## [Exercise directions]
Every line of the material below in which "Debug" shows up is to be located and copied.

## [Material for this task]
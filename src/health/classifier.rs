use crate::config::ClassifierConfig;
use crate::health::HealthState;

/// An 8-bit RGB color sampled from a screenshot.
#[derive(Debug, Clone, Copy, PartialEq, Eq)]
pub struct Rgb {
    pub r: u8,
    pub g: u8,
    pub b: u8,
}

impl Rgb {
    pub const fn new(r: u8, g: u8, b: u8) -> Self {
        Self { r, g, b }
    }
}

impl From<[u8; 3]> for Rgb {
    fn from(channels: [u8; 3]) -> Self {
        Self::new(channels[0], channels[1], channels[2])
    }
}

/// The three probe colors of a single frame: outer (A), middle (B) and
/// inner (C) segment of the vitality bar. Constructed fresh per
/// classification call.
#[derive(Debug, Clone, Copy)]
pub struct PixelSample {
    pub outer: Rgb,
    pub middle: Rgb,
    pub inner: Rgb,
}

/// Rule-based mapper from three probe colors to a health state.
///
/// Each probe is compared against two reference colors, the drawn bar
/// segment and the drained background, within a per-channel absolute
/// tolerance. Side-effect free and safe to call concurrently.
#[derive(Debug, Clone)]
pub struct PixelClassifier {
    bar_present: Rgb,
    bar_absent: Rgb,
    tolerance: u8,
}

impl PixelClassifier {
    pub fn new(bar_present: Rgb, bar_absent: Rgb, tolerance: u8) -> Self {
        Self {
            bar_present,
            bar_absent,
            tolerance,
        }
    }

    pub fn from_config(config: &ClassifierConfig) -> Self {
        Self::new(
            config.bar_present.into(),
            config.bar_absent.into(),
            config.tolerance,
        )
    }

    /// Classify a sample triple, falling back to `previous` when no rule
    /// matches.
    ///
    /// The rules are ordered by priority, first match wins:
    /// 1. inner segment drawn            -> Full
    /// 2. inner drained, middle drawn    -> Half
    /// 3. middle drained, outer drawn    -> Critical
    /// 4. outer drained                  -> Dead
    /// 5. otherwise the frame is noise or mid-transition; hold the last
    ///    known state rather than guessing.
    pub fn classify(&self, sample: &PixelSample, previous: HealthState) -> HealthState {
        if self.matches(sample.inner, self.bar_present) {
            HealthState::Full
        } else if self.matches(sample.inner, self.bar_absent)
            && self.matches(sample.middle, self.bar_present)
        {
            HealthState::Half
        } else if self.matches(sample.middle, self.bar_absent)
            && self.matches(sample.outer, self.bar_present)
        {
            HealthState::Critical
        } else if self.matches(sample.outer, self.bar_absent) {
            HealthState::Dead
        } else {
            previous
        }
    }

    /// All three channels must independently fall within the tolerance.
    fn matches(&self, color: Rgb, reference: Rgb) -> bool {
        color.r.abs_diff(reference.r) <= self.tolerance
            && color.g.abs_diff(reference.g) <= self.tolerance
            && color.b.abs_diff(reference.b) <= self.tolerance
    }
}

#[cfg(test)]
mod tests {
    use super::*;

    const PRESENT: Rgb = Rgb::new(0, 0, 111);
    const ABSENT: Rgb = Rgb::new(12, 12, 12);
    const NOISE: Rgb = Rgb::new(128, 128, 128);

    fn classifier() -> PixelClassifier {
        PixelClassifier::new(PRESENT, ABSENT, 15)
    }

    fn sample(outer: Rgb, middle: Rgb, inner: Rgb) -> PixelSample {
        PixelSample {
            outer,
            middle,
            inner,
        }
    }

    const ALL_STATES: [HealthState; 4] = [
        HealthState::Full,
        HealthState::Half,
        HealthState::Critical,
        HealthState::Dead,
    ];

    #[test]
    fn test_full_when_inner_segment_drawn() {
        for previous in ALL_STATES {
            assert_eq!(
                classifier().classify(&sample(PRESENT, PRESENT, PRESENT), previous),
                HealthState::Full
            );
        }
    }

    #[test]
    fn test_half_when_inner_drained_middle_drawn() {
        for previous in ALL_STATES {
            assert_eq!(
                classifier().classify(&sample(PRESENT, PRESENT, ABSENT), previous),
                HealthState::Half
            );
        }
    }

    #[test]
    fn test_critical_when_only_outer_drawn() {
        for previous in ALL_STATES {
            assert_eq!(
                classifier().classify(&sample(PRESENT, ABSENT, ABSENT), previous),
                HealthState::Critical
            );
        }
    }

    #[test]
    fn test_dead_when_outer_drained() {
        for previous in ALL_STATES {
            assert_eq!(
                classifier().classify(&sample(ABSENT, ABSENT, ABSENT), previous),
                HealthState::Dead
            );
        }
    }

    #[test]
    fn test_unmatched_sample_holds_previous_state() {
        // A transition frame that matches neither reference color anywhere
        for previous in ALL_STATES {
            assert_eq!(
                classifier().classify(&sample(NOISE, NOISE, NOISE), previous),
                previous
            );
        }

        // Middle segment drawn but inner unreadable: rules 1-4 all miss
        assert_eq!(
            classifier().classify(&sample(NOISE, PRESENT, NOISE), HealthState::Half),
            HealthState::Half
        );
    }

    #[test]
    fn test_rule_order_encodes_priority() {
        // Inner segment drawn wins even when outer probes look drained
        assert_eq!(
            classifier().classify(&sample(ABSENT, ABSENT, PRESENT), HealthState::Dead),
            HealthState::Full
        );
    }

    #[test]
    fn test_tolerance_boundary() {
        let c = classifier();

        // Exactly at tolerance on every channel still matches
        let at_edge = Rgb::new(15, 15, 126);
        assert_eq!(
            c.classify(&sample(ABSENT, ABSENT, at_edge), HealthState::Dead),
            HealthState::Full
        );

        // One channel past tolerance breaks the match
        let past_edge = Rgb::new(15, 16, 111);
        assert_eq!(
            c.classify(&sample(NOISE, NOISE, past_edge), HealthState::Half),
            HealthState::Half
        );
    }
}
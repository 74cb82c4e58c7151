use crate::{
    config::ServerConfig,
    dispatch::CommandDispatcher,
    error::{Result, VitalcastError},
    events::EventBus,
    health::{HealthStateStore, ScreenshotAnalyzer},
    token::TwitchTokenService,
};
use axum::{
    extract::DefaultBodyLimit,
    http::{header, HeaderValue, Method},
    routing::{get, post},
    Router,
};
use std::sync::Arc;
use tower_http::cors::{AllowOrigin, Any, CorsLayer};
use tracing::info;

use super::handlers::{
    analyze_handler, command_handler, events_handler, health_handler, refresh_token_handler,
    twitch_token_handler,
};

/// Shared state for the Axum server
#[derive(Clone)]
pub struct ServerState {
    pub(crate) analyzer: Arc<ScreenshotAnalyzer>,
    pub(crate) dispatcher: Arc<CommandDispatcher>,
    pub(crate) tokens: Arc<TwitchTokenService>,
    pub(crate) event_bus: Arc<EventBus>,
    pub(crate) health_state: Arc<HealthStateStore>,
    pub(crate) control_allowed: bool,
}

/// HTTP server tying the screenshot pipeline, the command dispatcher and the
/// viewer event stream together.
pub struct RelayServer {
    config: ServerConfig,
    state: ServerState,
}

impl RelayServer {
    pub fn builder() -> RelayServerBuilder {
        RelayServerBuilder::new()
    }

    pub(crate) fn router(&self) -> Result<Router> {
        let cors = build_cors_layer(&self.config.allowed_origins)?;

        Ok(Router::new()
            .route("/analyze", post(analyze_handler))
            .route("/command", post(command_handler))
            .route("/events", get(events_handler))
            .route("/health", get(health_handler))
            .route("/twitch-token", get(twitch_token_handler))
            .route("/refresh-token", post(refresh_token_handler))
            .layer(DefaultBodyLimit::max(self.config.max_screenshot_bytes))
            .layer(cors)
            .with_state(self.state.clone()))
    }

    /// Start the HTTP server and serve until shutdown is requested
    pub async fn start(&self) -> Result<()> {
        let app = self.router()?;
        let addr = format!("{}:{}", self.config.ip, self.config.port);

        info!("Starting overlay relay server on {}", addr);

        let listener = tokio::net::TcpListener::bind(&addr).await.map_err(|e| {
            VitalcastError::server(format!("failed to bind {}: {}", addr, e))
        })?;

        info!("Overlay relay listening on {}", addr);
        info!(
            "Command dispatch is {}",
            if self.state.control_allowed {
                "enabled"
            } else {
                "disabled"
            }
        );

        axum::serve(listener, app)
            .with_graceful_shutdown(shutdown_signal())
            .await
            .map_err(|e| VitalcastError::server(format!("server error: {}", e)))?;

        Ok(())
    }
}

async fn shutdown_signal() {
    if let Err(e) = tokio::signal::ctrl_c().await {
        tracing::error!("Failed to listen for shutdown signal: {}", e);
    } else {
        info!("Shutdown requested, stopping server");
    }
}

fn build_cors_layer(allowed_origins: &[String]) -> Result<CorsLayer> {
    let layer = CorsLayer::new()
        .allow_methods([Method::GET, Method::POST])
        .allow_headers([header::CONTENT_TYPE]);

    if allowed_origins.iter().any(|origin| origin == "*") {
        return Ok(layer.allow_origin(Any));
    }

    let origins = allowed_origins
        .iter()
        .map(|origin| {
            origin.parse::<HeaderValue>().map_err(|_| {
                VitalcastError::server(format!("invalid CORS origin: {}", origin))
            })
        })
        .collect::<Result<Vec<_>>>()?;

    Ok(layer.allow_origin(AllowOrigin::list(origins)))
}

/// Relay server builder for configuration
pub struct RelayServerBuilder {
    config: Option<ServerConfig>,
    analyzer: Option<Arc<ScreenshotAnalyzer>>,
    dispatcher: Option<Arc<CommandDispatcher>>,
    tokens: Option<Arc<TwitchTokenService>>,
    event_bus: Option<Arc<EventBus>>,
    health_state: Option<Arc<HealthStateStore>>,
}

impl RelayServerBuilder {
    pub fn new() -> Self {
        Self {
            config: None,
            analyzer: None,
            dispatcher: None,
            tokens: None,
            event_bus: None,
            health_state: None,
        }
    }

    pub fn config(mut self, config: ServerConfig) -> Self {
        self.config = Some(config);
        self
    }

    pub fn analyzer(mut self, analyzer: Arc<ScreenshotAnalyzer>) -> Self {
        self.analyzer = Some(analyzer);
        self
    }

    pub fn dispatcher(mut self, dispatcher: Arc<CommandDispatcher>) -> Self {
        self.dispatcher = Some(dispatcher);
        self
    }

    pub fn tokens(mut self, tokens: Arc<TwitchTokenService>) -> Self {
        self.tokens = Some(tokens);
        self
    }

    pub fn event_bus(mut self, event_bus: Arc<EventBus>) -> Self {
        self.event_bus = Some(event_bus);
        self
    }

    pub fn health_state(mut self, health_state: Arc<HealthStateStore>) -> Self {
        self.health_state = Some(health_state);
        self
    }

    pub fn build(self) -> Result<RelayServer> {
        let config = self
            .config
            .ok_or_else(|| VitalcastError::server("Server configuration is required"))?;
        let analyzer = self
            .analyzer
            .ok_or_else(|| VitalcastError::server("Screenshot analyzer is required"))?;
        let dispatcher = self
            .dispatcher
            .ok_or_else(|| VitalcastError::server("Command dispatcher is required"))?;
        let tokens = self
            .tokens
            .ok_or_else(|| VitalcastError::server("Token service is required"))?;
        let event_bus = self
            .event_bus
            .ok_or_else(|| VitalcastError::server("Event bus is required"))?;
        let health_state = self
            .health_state
            .ok_or_else(|| VitalcastError::server("Health state store is required"))?;

        let control_allowed = config.control_allowed;

        Ok(RelayServer {
            config,
            state: ServerState {
                analyzer,
                dispatcher,
                tokens,
                event_bus,
                health_state,
                control_allowed,
            },
        })
    }
}

impl Default for RelayServerBuilder {
    fn default() -> Self {
        Self::new()
    }
}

## [Exercise answer]
#[derive(Debug, Clone, Copy, PartialEq, Eq)]
#[derive(Debug, Clone, Copy)]
#[derive(Debug, Clone)]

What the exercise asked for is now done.